Fim dos direitos trabalhistas

Artigo de Antenor Emerich

Às vezes, fico imaginando o sujeito que vota na extrema-direita.

O candidato diz:

"Vocês têm que abrir mão dos direitos do trabalhador. É melhor ter mais emprego e menos direitos do que ficar sem trabalhar."

E o indivíduo responde:

"É isso aí! Vou votar nesse candidato." 

E vota.

Vota contra si mesmo.

Vota pelo fim do FGTS, pelo enfraquecimento da Previdência, pela redução da proteção trabalhista, pela flexibilização das garantias conquistadas ao longo de décadas. Vota contra férias remuneradas, décimo terceiro, sindicatos, acordos coletivos, universidades públicas, creches e políticas sociais que ajudam a reduzir a desigualdade.
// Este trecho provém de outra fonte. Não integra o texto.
fn goal_or_general_task(
    inputs: &PlanInputs<'_>,
    remaining: u32,
    policy: &PlanPolicy,
) -> RecommendedTask {
    if let Some(goal) = pick_goal(inputs.goals) {
        let urgent = !goal.is_on_track
            || (0..=policy.goal_deadline_days).contains(&days_until(goal, inputs.plan_date));
        let reason = if goal.is_on_track {
            format!("{:.0}% complete", goal.completion_percentage)
        } else {
            format!(
                "{:.0}% complete, {} days behind schedule",
                goal.completion_percentage, goal.days_behind
            )
        };
        return task(
            goal_task_type(goal.goal_type),
            format!("Work towards: {}", goal.title),
            remaining,
            if urgent {
                TaskPriority::High
            } else {
                TaskPriority::Medium
            },
            reason,
            goal_topic(&goal.target_metrics),
            vec![goal.id.clone()],
        );
    }

    let topic = inputs.focus_areas.first().cloned();
    let title = match &topic {
        Some(t) => format!("Study session: {t}"),
        None => "General study session".to_string(),
    };
    task(
        TaskType::Reading,
        title,
        remaining,
        TaskPriority::Medium,
        "Keep momentum with open study time".to_string(),
        topic,
        Vec::new(),
    )
}

fn plan_priority(inputs: &PlanInputs<'_>, policy: &PlanPolicy) -> PlanPriority {
    let deadline_close = inputs
        .goals
        .iter()
        .any(|g| (0..=policy.goal_deadline_days).contains(&days_until(g, inputs.plan_date)));
    if inputs.due.total_due > policy.critical_due_count {
        PlanPriority::Critical
    } else if inputs.due.total_due > policy.high_due_count || deadline_close {
        PlanPriority::High
    } else {
        PlanPriority::Normal
    }
}

fn plan_difficulty(tasks: &[RecommendedTask], policy: &PlanPolicy) -> PlanDifficulty {
    let high = tasks
        .iter()
        .filter(|t| t.priority == TaskPriority::High)
        .count();
    if high >= policy.hard_high_priority_tasks {
        PlanDifficulty::Hard
    } else if high >= 1 {
        PlanDifficulty::Medium
    } else {
        PlanDifficulty::Easy
    }
}

fn greeting(now: DateTime<Utc>) -> &'static str {
    match now.hour() {
        0..=11 => "Good morning!",
        12..=17 => "Good afternoon!",
        _ => "Good evening!",
    }
}

fn summary(
    now: DateTime<Utc>,
    tasks: &[RecommendedTask],
    total_minutes: u32,
    weak_topics: &[TopicScore],
    priority: PlanPriority,
) -> String {
    let mut lines = vec![format!(
        "{} Today's plan has {} task(s), about {} minutes:",
        greeting(now),
        tasks.len(),
        total_minutes
    )];
    for (i, t) in tasks.iter().enumerate() {
        lines.push(format!("{}. {} ({} min)", i + 1, t.title, t.estimated_minutes));
    }
    if !weak_topics.is_empty() {
        let names: Vec<&str> = weak_topics.iter().map(|w| w.topic.as_str()).collect();
        lines.push(format!("Extra attention today: {}.", names.join(", ")));
    }
    lines.push(
        match priority {
            PlanPriority::Critical => "There is a backlog to clear, one card at a time.",
            PlanPriority::High => "A focused session today keeps you on schedule.",
            PlanPriority::Normal => "Steady practice adds up. Have a good session!",
        }
        .to_string(),
    );
    lines.join("\n")
}

/// Compose a day's task list against the time budget.
///
/// Order of allocation: one review task, up to the configured number of
/// weak-topic quizzes while under the weak-topic share of the budget, then a
/// goal or general task for whatever remains. An otherwise empty plan gets a
/// single free-practice task.
pub fn generate(inputs: &PlanInputs<'_>, policy: &PlanPolicy) -> DailyStudyPlan {
    let budget = inputs.time_budget;
    let mut tasks: Vec<RecommendedTask> = Vec::new();
    let mut used: u32 = 0;

    if let Some(review) = review_task(inputs, policy) {
        used += review.estimated_minutes;
        tasks.push(review);
    }

    let weak_stop = budget as f64 * policy.weak_topic_budget_share;
    let mut weak_used: Vec<TopicScore> = Vec::new();
    for weak in inputs.weak_topics.iter().take(policy.weak_topic_task_count) {
        if used as f64 >= weak_stop {
            break;
        }
        let minutes = policy.weak_topic_task_minutes.min(budget.saturating_sub(used));
        if minutes == 0 {
            break;
        }
        used += minutes;
        weak_used.push(weak.clone());
        tasks.push(task(
            TaskType::Quiz,
            format!("Strengthen {}", weak.topic),
            minutes,
            TaskPriority::High,
            format!(
                "Average score {:.0}% over {} attempt(s)",
                weak.average_score, weak.attempts
            ),
            Some(weak.topic.clone()),
            Vec::new(),
        ));
    }

    let remaining = budget.saturating_sub(used);
    if remaining >= policy.min_goal_task_minutes {
        let t = goal_or_general_task(inputs, remaining, policy);
        used += t.estimated_minutes;
        tasks.push(t);
    }

    if tasks.is_empty() {
        let minutes = policy.fallback_task_minutes;
        used = minutes;
        tasks.push(task(
            TaskType::FreePractice,
            "Free practice".to_string(),
            minutes,
            TaskPriority::Low,
            "Nothing pressing today, explore at your own pace".to_string(),
            inputs.focus_areas.first().cloned(),
            Vec::new(),
        ));
    }

    let priority = plan_priority(inputs, policy);
    let difficulty = plan_difficulty(&tasks, policy);
    let summary = summary(inputs.now, &tasks, used, &weak_used, priority);
    let total_tasks_count = tasks.len() as u32;

    DailyStudyPlan {
        id: uuid::Uuid::new_v4().to_string(),
        user_id: inputs.user_id.to_string(),
        plan_date: inputs.plan_date,
        schedule_id: inputs.schedule_id.map(str::to_string),
        recommended_tasks: tasks,
        total_estimated_minutes: used,
        priority,
        difficulty,
        summary,
        status: PlanStatus::Pending,
        completed_tasks_count: 0,
        total_tasks_count,
        completion_percentage: 0.0,
        actual_minutes_spent: 0,
        accuracy: None,
        started_at: None,
        completed_at: None,
        created_at: inputs.now,
        updated_at: inputs.now,
    }
}

#[cfg(test)]
mod tests {
    use chrono::{Duration, TimeZone};

    use super::*;
    use crate::store::operations::flashcards::Flashcard;
    use crate::store::operations::goals::{GoalPriority, GoalProgress, GoalStatus};

    fn due(n: usize, tag: &str) -> DueItems {
        let now = Utc::now();
        let cards = (0..n)
            .map(|i| Flashcard {
                id: format!("c{i}"),
                user_id: "u1".to_string(),
                front: format!("card {i}"),
                tags: vec![tag.to_string()],
                ease_factor: 2.5,
                repetitions: 1,
                interval_days: 1,
                next_review_date: Some(now - Duration::minutes(i as i64 + 1)),
                last_reviewed_at: None,
                created_at: now,
            })
            .collect();
        DueItems {
            cards,
            total_due: n,
        }
    }

    fn goal(goal_type_metrics: TargetMetrics, target_in_days: i64, on_track: bool) -> LearningGoal {
        let today = NaiveDate::from_ymd_opt(2026, 4, 1).unwrap();
        LearningGoal {
            id: "g1".to_string(),
            user_id: "u1".to_string(),
            title: "Pass the exam".to_string(),
            description: None,
            goal_type: goal_type_metrics.goal_type(),
            current_progress: GoalProgress::initial(&goal_type_metrics),
            target_metrics: goal_type_metrics,
            start_date: today - Duration::days(10),
            target_date: today + Duration::days(target_in_days),
            status: GoalStatus::Active,
            priority: GoalPriority::High,
            completion_percentage: 20.0,
            is_on_track: on_track,
            days_behind: if on_track { 0 } else { 4 },
            milestones: vec![],
            created_at: Utc::now(),
            updated_at: Utc::now(),
            completed_at: None,
        }
    }

    fn inputs<'a>(
        due: &'a DueItems,
        weak: &'a [TopicScore],
        goals: &'a [LearningGoal],
        focus: &'a [String],
        budget: u32,
    ) -> PlanInputs<'a> {
        PlanInputs {
            user_id: "u1",
            plan_date: NaiveDate::from_ymd_opt(2026, 4, 1).unwrap(),
            now: Utc.with_ymd_and_hms(2026, 4, 1, 8, 0, 0).unwrap(),
            schedule_id: None,
            time_budget: budget,
            due,
            weak_topics: weak,
            goals,
            focus_areas: focus,
        }
    }

    #[test]
    fn backlog_without_goals_gets_one_capped_review_task() {
        let due = due(45, "Grammar");
        let plan = generate(&inputs(&due, &[], &[], &[], 30), &PlanPolicy::default());

        let reviews: Vec<_> = plan
            .recommended_tasks
            .iter()
            .filter(|t| t.task_type == TaskType::FlashcardReview)
            .collect();
        assert_eq!(reviews.len(), 1);
        assert!(reviews[0].target_ids.len() <= 20);
        assert!(reviews[0].estimated_minutes <= 12);
        assert_eq!(reviews[0].topic.as_deref(), Some("Grammar"));
        assert_eq!(plan.priority, PlanPriority::Critical);
        assert_eq!(plan.total_tasks_count as usize, plan.recommended_tasks.len());
        assert!(plan.summary.starts_with("Good morning!"));
    }

    #[test]
    fn tiny_review_is_omitted() {
        // 6 cards = 3 minutes, below the 5-minute floor
        let due = due(6, "Verbs");
        let plan = generate(&inputs(&due, &[], &[], &[], 30), &PlanPolicy::default());
        assert!(plan
            .recommended_tasks
            .iter()
            .all(|t| t.task_type != TaskType::FlashcardReview));
    }

    #[test]
    fn review_respects_budget_share() {
        let due = due(45, "Grammar");
        let plan = generate(&inputs(&due, &[], &[], &[], 20), &PlanPolicy::default());
        let review = &plan.recommended_tasks[0];
        assert_eq!(review.estimated_minutes, 8);
        assert_eq!(review.target_ids.len(), 16);
    }

    #[test]
    fn weak_topics_stop_at_seventy_percent() {
        let due = due(20, "Grammar");
        let weak = vec![
            TopicScore { topic: "Tenses".into(), average_score: 40.0, attempts: 2 },
            TopicScore { topic: "Verbs".into(), average_score: 55.0, attempts: 3 },
            TopicScore { topic: "Nouns".into(), average_score: 65.0, attempts: 1 },
        ];
        let plan = generate(&inputs(&due, &weak, &[], &[], 30), &PlanPolicy::default());
        let quizzes: Vec<_> = plan
            .recommended_tasks
            .iter()
            .filter(|t| t.task_type == TaskType::Quiz)
            .collect();
        // review 10 + first weak 15 = 25 >= 21, so only one weak task
        assert_eq!(quizzes.len(), 1);
        assert_eq!(quizzes[0].topic.as_deref(), Some("Tenses"));
        assert!(plan.summary.contains("Tenses"));

        let big = generate(&inputs(&due, &weak, &[], &[], 60), &PlanPolicy::default());
        let weak_tasks = big
            .recommended_tasks
            .iter()
            .filter(|t| t.task_type == TaskType::Quiz)
            .count();
        assert_eq!(weak_tasks, 2);
        assert_eq!(big.difficulty, PlanDifficulty::Hard);
    }

    #[test]
    fn goal_task_uses_goal_type_and_remaining_time() {
        let goals = vec![goal(
            TargetMetrics::QuizScore { target_score: 90.0, topic: Some("History".into()) },
            30,
            true,
        )];
        let empty = DueItems::default();
        let plan = generate(&inputs(&empty, &[], &goals, &[], 30), &PlanPolicy::default());
        assert_eq!(plan.recommended_tasks.len(), 1);
        let t = &plan.recommended_tasks[0];
        assert_eq!(t.task_type, TaskType::Quiz);
        assert_eq!(t.estimated_minutes, 30);
        assert_eq!(t.topic.as_deref(), Some("History"));
        assert_eq!(t.target_ids, vec!["g1".to_string()]);
        assert_eq!(plan.priority, PlanPriority::Normal);
    }

    #[test]
    fn near_deadline_raises_plan_priority() {
        let goals = vec![goal(TargetMetrics::TimeBased { target_minutes: 600 }, 5, false)];
        let empty = DueItems::default();
        let plan = generate(&inputs(&empty, &[], &goals, &[], 30), &PlanPolicy::default());
        assert_eq!(plan.priority, PlanPriority::High);
        assert_eq!(plan.recommended_tasks[0].task_type, TaskType::FreePractice);
        assert_eq!(plan.recommended_tasks[0].priority, TaskPriority::High);
    }

    #[test]
    fn empty_inputs_with_small_budget_get_fallback() {
        let empty = DueItems::default();
        let plan = generate(&inputs(&empty, &[], &[], &[], 5), &PlanPolicy::default());
        assert_eq!(plan.recommended_tasks.len(), 1);
        assert_eq!(plan.recommended_tasks[0].task_type, TaskType::FreePractice);
        assert_eq!(plan.total_tasks_count, 1);
        assert_eq!(plan.difficulty, PlanDifficulty::Easy);
    }

    #[test]
    fn general_task_uses_focus_area() {
        let empty = DueItems::default();
        let focus = vec!["Listening".to_string()];
        let plan = generate(&inputs(&empty, &[], &[], &focus, 25), &PlanPolicy::default());
        assert_eq!(plan.recommended_tasks[0].task_type, TaskType::Reading);
        assert_eq!(plan.recommended_tasks[0].topic.as_deref(), Some("Listening"));
    }
}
Em nome da liberdade, acaba aceitando uma condição de maior vulnerabilidade.

Neste ponto, surgem à minha mente inquieta três questões fundamentais.

Questão um

O grande truque dessa retórica consiste em vender a perda de direitos como sinônimo de liberdade ou de espírito empreendedor.

O trabalhador abre mão da segurança de amanhã em troca da promessa de prosperidade hoje.

No fim das contas, porém, ele não se torna o patrão da própria história. Torna-se apenas um trabalhador mais vulnerável, sem proteção quando a doença, o desemprego, a velhice ou qualquer imprevisto inevitável da vida bater à porta.

Questão dois

A pergunta que permanece, e que raramente recebe uma resposta direta, é simples:

Desde quando abrir mão da dignidade passou a ser condição para conquistar dignidade?

Quem realmente lucra quando um trabalhador aceita receber menos proteção, menos garantias e menos condições para negociar o próprio trabalho?

Questão três

Talvez esta seja uma das maiores vitórias da propaganda política contemporânea: convencer o explorado a defender, com convicção, os interesses de quem concentra o poder econômico.

E, enquanto acredita estar fazendo um excelente negócio para si mesmo, acaba comemorando a própria perda de direitos.